**YOUR INSTRUCTIONS:**
Could you transcribe the whole listing, keeping every line exactly the same?

════

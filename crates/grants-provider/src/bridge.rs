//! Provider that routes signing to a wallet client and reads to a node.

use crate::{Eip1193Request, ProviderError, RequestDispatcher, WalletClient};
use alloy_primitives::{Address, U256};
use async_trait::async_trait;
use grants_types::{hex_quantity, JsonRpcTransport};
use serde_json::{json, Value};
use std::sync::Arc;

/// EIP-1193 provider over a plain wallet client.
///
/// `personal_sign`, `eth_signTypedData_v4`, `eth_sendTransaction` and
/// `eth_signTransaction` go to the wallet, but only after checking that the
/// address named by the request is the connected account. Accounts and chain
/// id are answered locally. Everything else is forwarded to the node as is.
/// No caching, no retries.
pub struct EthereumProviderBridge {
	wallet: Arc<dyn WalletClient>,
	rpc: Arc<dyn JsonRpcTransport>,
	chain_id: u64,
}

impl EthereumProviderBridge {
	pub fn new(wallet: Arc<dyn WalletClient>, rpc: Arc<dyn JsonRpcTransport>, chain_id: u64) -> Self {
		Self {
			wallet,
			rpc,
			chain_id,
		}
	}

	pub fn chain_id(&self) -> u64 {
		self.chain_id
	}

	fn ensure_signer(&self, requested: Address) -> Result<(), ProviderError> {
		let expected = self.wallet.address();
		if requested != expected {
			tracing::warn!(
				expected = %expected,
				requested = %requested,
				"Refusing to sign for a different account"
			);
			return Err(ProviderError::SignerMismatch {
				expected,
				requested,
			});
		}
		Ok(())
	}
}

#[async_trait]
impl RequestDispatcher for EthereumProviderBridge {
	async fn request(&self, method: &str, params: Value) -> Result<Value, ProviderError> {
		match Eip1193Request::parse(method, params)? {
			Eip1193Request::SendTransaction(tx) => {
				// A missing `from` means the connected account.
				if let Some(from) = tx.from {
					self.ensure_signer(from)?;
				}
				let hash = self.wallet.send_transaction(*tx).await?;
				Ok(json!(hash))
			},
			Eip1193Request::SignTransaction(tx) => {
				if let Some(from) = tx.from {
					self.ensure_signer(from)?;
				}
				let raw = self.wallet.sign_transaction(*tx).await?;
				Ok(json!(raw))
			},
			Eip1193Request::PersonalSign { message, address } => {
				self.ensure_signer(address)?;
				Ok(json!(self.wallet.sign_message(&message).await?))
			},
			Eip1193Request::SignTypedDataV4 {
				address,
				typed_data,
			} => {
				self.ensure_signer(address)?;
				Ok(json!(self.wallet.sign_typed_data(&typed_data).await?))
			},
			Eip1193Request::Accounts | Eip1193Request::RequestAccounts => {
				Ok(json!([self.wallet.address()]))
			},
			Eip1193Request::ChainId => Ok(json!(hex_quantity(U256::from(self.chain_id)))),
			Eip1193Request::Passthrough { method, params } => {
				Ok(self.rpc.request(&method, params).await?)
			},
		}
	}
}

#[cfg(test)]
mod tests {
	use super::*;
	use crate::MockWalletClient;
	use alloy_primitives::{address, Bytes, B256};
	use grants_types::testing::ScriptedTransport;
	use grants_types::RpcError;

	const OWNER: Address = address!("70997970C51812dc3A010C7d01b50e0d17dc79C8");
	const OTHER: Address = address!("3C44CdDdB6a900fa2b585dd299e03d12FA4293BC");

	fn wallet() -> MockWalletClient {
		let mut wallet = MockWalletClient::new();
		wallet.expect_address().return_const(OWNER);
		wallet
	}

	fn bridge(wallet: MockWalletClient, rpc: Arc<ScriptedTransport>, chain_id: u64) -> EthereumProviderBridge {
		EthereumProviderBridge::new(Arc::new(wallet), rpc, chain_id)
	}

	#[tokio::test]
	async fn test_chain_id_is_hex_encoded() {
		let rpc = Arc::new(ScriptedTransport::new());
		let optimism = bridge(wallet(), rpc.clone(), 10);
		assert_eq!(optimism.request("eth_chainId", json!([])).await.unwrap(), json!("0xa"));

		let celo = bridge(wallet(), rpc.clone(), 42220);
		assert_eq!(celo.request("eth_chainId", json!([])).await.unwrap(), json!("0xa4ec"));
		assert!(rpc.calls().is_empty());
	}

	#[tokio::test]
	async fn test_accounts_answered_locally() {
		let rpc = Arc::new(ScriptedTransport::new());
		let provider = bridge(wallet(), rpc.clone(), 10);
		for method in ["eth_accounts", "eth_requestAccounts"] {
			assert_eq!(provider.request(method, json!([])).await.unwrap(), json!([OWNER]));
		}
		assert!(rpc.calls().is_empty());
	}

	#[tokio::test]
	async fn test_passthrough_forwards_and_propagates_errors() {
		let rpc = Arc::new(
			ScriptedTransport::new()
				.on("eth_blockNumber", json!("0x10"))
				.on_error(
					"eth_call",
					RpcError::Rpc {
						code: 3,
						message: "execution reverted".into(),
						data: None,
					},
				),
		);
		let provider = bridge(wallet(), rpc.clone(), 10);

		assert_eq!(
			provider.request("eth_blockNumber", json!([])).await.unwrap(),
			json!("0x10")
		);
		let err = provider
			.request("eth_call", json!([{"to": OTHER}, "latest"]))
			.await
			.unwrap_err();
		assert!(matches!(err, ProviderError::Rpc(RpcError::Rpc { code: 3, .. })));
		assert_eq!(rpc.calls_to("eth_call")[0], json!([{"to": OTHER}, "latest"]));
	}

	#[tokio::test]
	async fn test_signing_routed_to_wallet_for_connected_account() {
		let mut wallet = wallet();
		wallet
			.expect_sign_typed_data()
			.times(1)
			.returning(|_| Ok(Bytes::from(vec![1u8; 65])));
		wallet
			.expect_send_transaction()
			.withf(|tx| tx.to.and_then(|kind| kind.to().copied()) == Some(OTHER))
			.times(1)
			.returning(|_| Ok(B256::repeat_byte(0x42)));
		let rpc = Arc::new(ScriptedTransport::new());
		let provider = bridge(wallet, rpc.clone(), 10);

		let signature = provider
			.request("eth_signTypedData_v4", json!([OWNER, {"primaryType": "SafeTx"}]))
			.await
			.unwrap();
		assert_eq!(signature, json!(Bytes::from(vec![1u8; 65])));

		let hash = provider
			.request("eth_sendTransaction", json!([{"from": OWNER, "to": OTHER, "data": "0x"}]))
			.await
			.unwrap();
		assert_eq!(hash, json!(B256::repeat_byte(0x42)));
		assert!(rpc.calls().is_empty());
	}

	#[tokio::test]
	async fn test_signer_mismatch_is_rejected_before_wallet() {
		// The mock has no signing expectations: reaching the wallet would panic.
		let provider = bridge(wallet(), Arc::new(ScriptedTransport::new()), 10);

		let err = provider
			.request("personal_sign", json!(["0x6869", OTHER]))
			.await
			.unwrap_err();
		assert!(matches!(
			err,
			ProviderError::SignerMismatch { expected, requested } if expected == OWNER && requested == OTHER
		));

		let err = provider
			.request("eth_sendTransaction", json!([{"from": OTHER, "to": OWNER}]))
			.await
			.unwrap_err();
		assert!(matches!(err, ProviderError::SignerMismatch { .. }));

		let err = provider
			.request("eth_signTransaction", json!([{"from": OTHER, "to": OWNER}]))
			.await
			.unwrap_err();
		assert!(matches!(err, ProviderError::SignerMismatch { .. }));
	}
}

════

**WRITTEN ANSWER:**
filename crates/grants-provider/src/bridge.rs
//! Provider that routes signing to a wallet client and reads to a node.

use crate::{Eip1193Request, ProviderError, RequestDispatcher, WalletClient};
use alloy_primitives::{Address, U256};
use async_trait::async_trait;
use grants_types::{hex_quantity, JsonRpcTransport};
use serde_json::{json, Value};
use std::sync::Arc;

/// EIP-1193 provider over a plain wallet client.
///
/// `personal_sign`, `eth_signTypedData_v4`, `eth_sendTransaction` and
/// `eth_signTransaction` go to the wallet, but only after checking that the
/// address named by the request is the connected account. Accounts and chain
/// id are answered locally. Everything else is forwarded to the node as is.
/// No caching, no retries.
pub struct EthereumProviderBridge {
	wallet: Arc<dyn WalletClient>,
	rpc: Arc<dyn JsonRpcTransport>,
	chain_id: u64,
}

impl EthereumProviderBridge {
	pub fn new(wallet: Arc<dyn WalletClient>, rpc: Arc<dyn JsonRpcTransport>, chain_id: u64) -> Self {
		Self {
			wallet,
			rpc,
			chain_id,
		}
	}

	pub fn chain_id(&self) -> u64 {
		self.chain_id
	}

	fn ensure_signer(&self, requested: Address) -> Result<(), ProviderError> {
		let expected = self.wallet.address();
		if requested != expected {
			tracing::warn!(
				expected = %expected,
				requested = %requested,
				"Refusing to sign for a different account"
			);
			return Err(ProviderError::SignerMismatch {
				expected,
				requested,
			});
		}
		Ok(())
	}
}

#[async_trait]
impl RequestDispatcher for EthereumProviderBridge {
	async fn request(&self, method: &str, params: Value) -> Result<Value, ProviderError> {
		match Eip1193Request::parse(method, params)? {
			Eip1193Request::SendTransaction(tx) => {
				// A missing `from` means the connected account.
				if let Some(from) = tx.from {
					self.ensure_signer(from)?;
				}
				let hash = self.wallet.send_transaction(*tx).await?;
				Ok(json!(hash))
			},
			Eip1193Request::SignTransaction(tx) => {
				if let Some(from) = tx.from {
					self.ensure_signer(from)?;
				}
				let raw = self.wallet.sign_transaction(*tx).await?;
				Ok(json!(raw))
			},
			Eip1193Request::PersonalSign { message, address } => {
				self.ensure_signer(address)?;
				Ok(json!(self.wallet.sign_message(&message).await?))
			},
			Eip1193Request::SignTypedDataV4 {
				address,
				typed_data,
			} => {
				self.ensure_signer(address)?;
				Ok(json!(self.wallet.sign_typed_data(&typed_data).await?))
			},
			Eip1193Request::Accounts | Eip1193Request::RequestAccounts => {
				Ok(json!([self.wallet.address()]))
			},
			Eip1193Request::ChainId => Ok(json!(hex_quantity(U256::from(self.chain_id)))),
			Eip1193Request::Passthrough { method, params } => {
				Ok(self.rpc.request(&method, params).await?)
			},
		}
	}
}

#[cfg(test)]
mod tests {
	use super::*;
	use crate::MockWalletClient;
	use alloy_primitives::{address, Bytes, B256};
	use grants_types::testing::ScriptedTransport;
	use grants_types::RpcError;

	const OWNER: Address = address!("70997970C51812dc3A010C7d01b50e0d17dc79C8");
	const OTHER: Address = address!("3C44CdDdB6a900fa2b585dd299e03d12FA4293BC");

	fn wallet() -> MockWalletClient {
		let mut wallet = MockWalletClient::new();
		wallet.expect_address().return_const(OWNER);
		wallet
	}

	fn bridge(wallet: MockWalletClient, rpc: Arc<ScriptedTransport>, chain_id: u64) -> EthereumProviderBridge {
		EthereumProviderBridge::new(Arc::new(wallet), rpc, chain_id)
	}

	#[tokio::test]
	async fn test_chain_id_is_hex_encoded() {
		let rpc = Arc::new(ScriptedTransport::new());
		let optimism = bridge(wallet(), rpc.clone(), 10);
		assert_eq!(optimism.request("eth_chainId", json!([])).await.unwrap(), json!("0xa"));

		let celo = bridge(wallet(), rpc.clone(), 42220);
		assert_eq!(celo.request("eth_chainId", json!([])).await.unwrap(), json!("0xa4ec"));
		assert!(rpc.calls().is_empty());
	}

	#[tokio::test]
	async fn test_accounts_answered_locally() {
		let rpc = Arc::new(ScriptedTransport::new());
		let provider = bridge(wallet(), rpc.clone(), 10);
		for method in ["eth_accounts", "eth_requestAccounts"] {
			assert_eq!(provider.request(method, json!([])).await.unwrap(), json!([OWNER]));
		}
		assert!(rpc.calls().is_empty());
	}

	#[tokio::test]
	async fn test_passthrough_forwards_and_propagates_errors() {
		let rpc = Arc::new(
			ScriptedTransport::new()
				.on("eth_blockNumber", json!("0x10"))
				.on_error(
					"eth_call",
					RpcError::Rpc {
						code: 3,
						message: "execution reverted".into(),
						data: None,
					},
				),
		);
		let provider = bridge(wallet(), rpc.clone(), 10);

		assert_eq!(
			provider.request("eth_blockNumber", json!([])).await.unwrap(),
			json!("0x10")
		);
		let err = provider
			.request("eth_call", json!([{"to": OTHER}, "latest"]))
			.await
			.unwrap_err();
		assert!(matches!(err, ProviderError::Rpc(RpcError::Rpc { code: 3, .. })));
		assert_eq!(rpc.calls_to("eth_call")[0], json!([{"to": OTHER}, "latest"]));
	}

	#[tokio::test]
	async fn test_signing_routed_to_wallet_for_connected_account() {
		let mut wallet = wallet();
		wallet
			.expect_sign_typed_data()
			.times(1)
			.returning(|_| Ok(Bytes::from(vec![1u8; 65])));
		wallet
			.expect_send_transaction()
			.withf(|tx| tx.to.and_then(|kind| kind.to().copied()) == Some(OTHER))
			.times(1)
			.returning(|_| Ok(B256::repeat_byte(0x42)));
		let rpc = Arc::new(ScriptedTransport::new());
		let provider = bridge(wallet, rpc.clone(), 10);

		let signature = provider
			.request("eth_signTypedData_v4", json!([OWNER, {"primaryType": "SafeTx"}]))
			.await
			.unwrap();
		assert_eq!(signature, json!(Bytes::from(vec![1u8; 65])));

		let hash = provider
			.request("eth_sendTransaction", json!([{"from": OWNER, "to": OTHER, "data": "0x"}]))
			.await
			.unwrap();
		assert_eq!(hash, json!(B256::repeat_byte(0x42)));
		assert!(rpc.calls().is_empty());
	}

	#[tokio::test]
	async fn test_signer_mismatch_is_rejected_before_wallet() {
		// The mock has no signing expectations: reaching the wallet would panic.
		let provider = bridge(wallet(), Arc::new(ScriptedTransport::new()), 10);

		let err = provider
			.request("personal_sign", json!(["0x6869", OTHER]))
			.await
			.unwrap_err();
		assert!(matches!(
			err,
			ProviderError::SignerMismatch { expected, requested } if expected == OWNER && requested == OTHER
		));

		let err = provider
			.request("eth_sendTransaction", json!([{"from": OTHER, "to": OWNER}]))
			.await
			.unwrap_err();
		assert!(matches!(err, ProviderError::SignerMismatch { .. }));

		let err = provider
			.request("eth_signTransaction", json!([{"from": OTHER, "to": OWNER}]))
			.await
			.unwrap_err();
		assert!(matches!(err, ProviderError::SignerMismatch { .. }));
	}
}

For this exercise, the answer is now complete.